No ponto 4) a Recorrente alegou que desde o inicio do processo foi preterida a
audição obrigatória da criança, violando assim os Tribunais um direito basilar
da criança em causa, porquanto as normas que prevêem a obrigação de audição da
criança, ao admitirem que esta pode não ser ouvida devido à sua idade ou
imaturidade, tem de ser interpretada de maneira a que o Tribunal não possa
partir do princípio que a criança em questão não tem maturidade suficiente para
ser ouvida sem antes a conhecer, pois só a conhecendo é que poderá aferir do seu
grau efectivo de maturidade. A interpretação das normas sobre a audição da
criança devem assim ser interpretadas no sentido de que o tribunal tem o “ónus
de provar” o contrário, tem de demonstrar e fundamentar porque razão aquela
criança não deve ser ouvida, não remetendo somente para a sua idade ou grau de
maturidade.
Por outro lado, mesmo que a criança não tenha maturidade suficiente, o princípio
enunciado no art. 12° da Convenção sobre os direitos da criança assegura que as
suas intenções deverão ser transmitidas por um seu representante, pelo que não
interpretando assim o princípio da audição obrigatória da criança os Tribunais
violaram através destas sucessivas decisões o direito fundamental da criança em
ser ouvida sobre os processos que a ela digam respeito, violando desta forma o
art. 69° da CRP – vide ponto 4 do requerimento de interposição de recurso para o
tribunal constitucional a fls.. dos presentes autos.
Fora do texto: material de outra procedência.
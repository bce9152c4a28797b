//! GPU rendering subsystem.
//!
//! One [`Renderer`] owns every pipeline and per-frame resource. Draw families
//! live in their own files as `impl Renderer` blocks.
//!
//! Convention:
//! - Pixel-space inputs use a top-left origin with +Y down.
//! - Generic instances and triangle vertices are already in NDC.
//! - Every pipeline renders into a pass with a depth attachment; 2D modes
//!   ignore it.

mod animated;
mod draw2d;
mod draw3d;
pub mod layout;
mod pipeline;
pub mod pool;
mod renderer;
mod targets;
mod text;

pub use layout::{OceanUniforms, Scene3DUniforms, Vertex};
pub use pipeline::{BindingKind, DepthMode, DrawMode, PipelineTable};
pub use pool::{BufferAllocator, BufferKind, BufferPool, PoolStats, WrapperRing};
pub use renderer::{GpuBuffer, GpuTexture, Renderer};
pub use targets::{TargetCache, TargetSpec};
No ponto 5) a Recorrente alegou a interpretação que foi dada ao conceito de
“guarda” no decurso das decisões recorridas, tendo este conceito sido
reiteradamente restringido aos direitos do pai, em detrimento dos direitos
fundamentais da criança em causa, violando assim o art. 69° (decorrente do 25° e
26° da CRP) e 36° da CRP – vide ponto 5 do requerimento de interposição de
recurso para o tribunal constitucional a fls.. dos presentes autos.
No ponto 6) a Recorrente alegou que foi violado o princípio da actualidade e o
princípio do inquisitório. Estando estes princípios subjacentes aos processos
desta natureza têm obrigatoriamente de ser levados em conta na ponderação da
decisão final. Só que na verdade estes princípios não foram de todo aplicados,
porquanto se tivessem sido devidamente aplicados não teriam violado o art. 69 da
CRP (decorre do 25 e 26° da CRP), art. 2° da DDC e arts. 30, n.º 2 e 19° da CDC
– vide requerimento de interposição de recurso para o tribunal constitucional a
fls.. dos presentes autos.
No ponto 7) a Recorrente alegou que decorrente da não aplicação do princípio do
inquisitório o Tribunal de 1ª Instância, o Tribunal da Relação, e o Supremo
decidiram contra a lei fundamental, por omitirem as formalidades que constam do
art. 8° g) da Convenção de Haia de 1980, em inequívoca violação do art. 69 da
CRP (decorre do 25 e 26° da CRP), 2° da DDC e 3°, n.º 2 e 19° da CDC – vide
ponto 7 do requerimento de interposição de recurso para o tribunal
constitucional a fls.. dos presentes autos.
No ponto 8) a Recorrente alega que foram violados os princípios básicos do
Superior Interesse da Criança e da Figura primária de referência na
interpretação que foi dada ao art. 1411°, n.º 2 do CPC. Estes princípios básicos
encontram resguardo no art. 69° da CRP (aqui decorrente dos arts 17º, 18° e 25
da CRP) – vide ponto 8 do requerimento de interposição de recurso para o
tribunal constitucional a fls.. dos presentes autos.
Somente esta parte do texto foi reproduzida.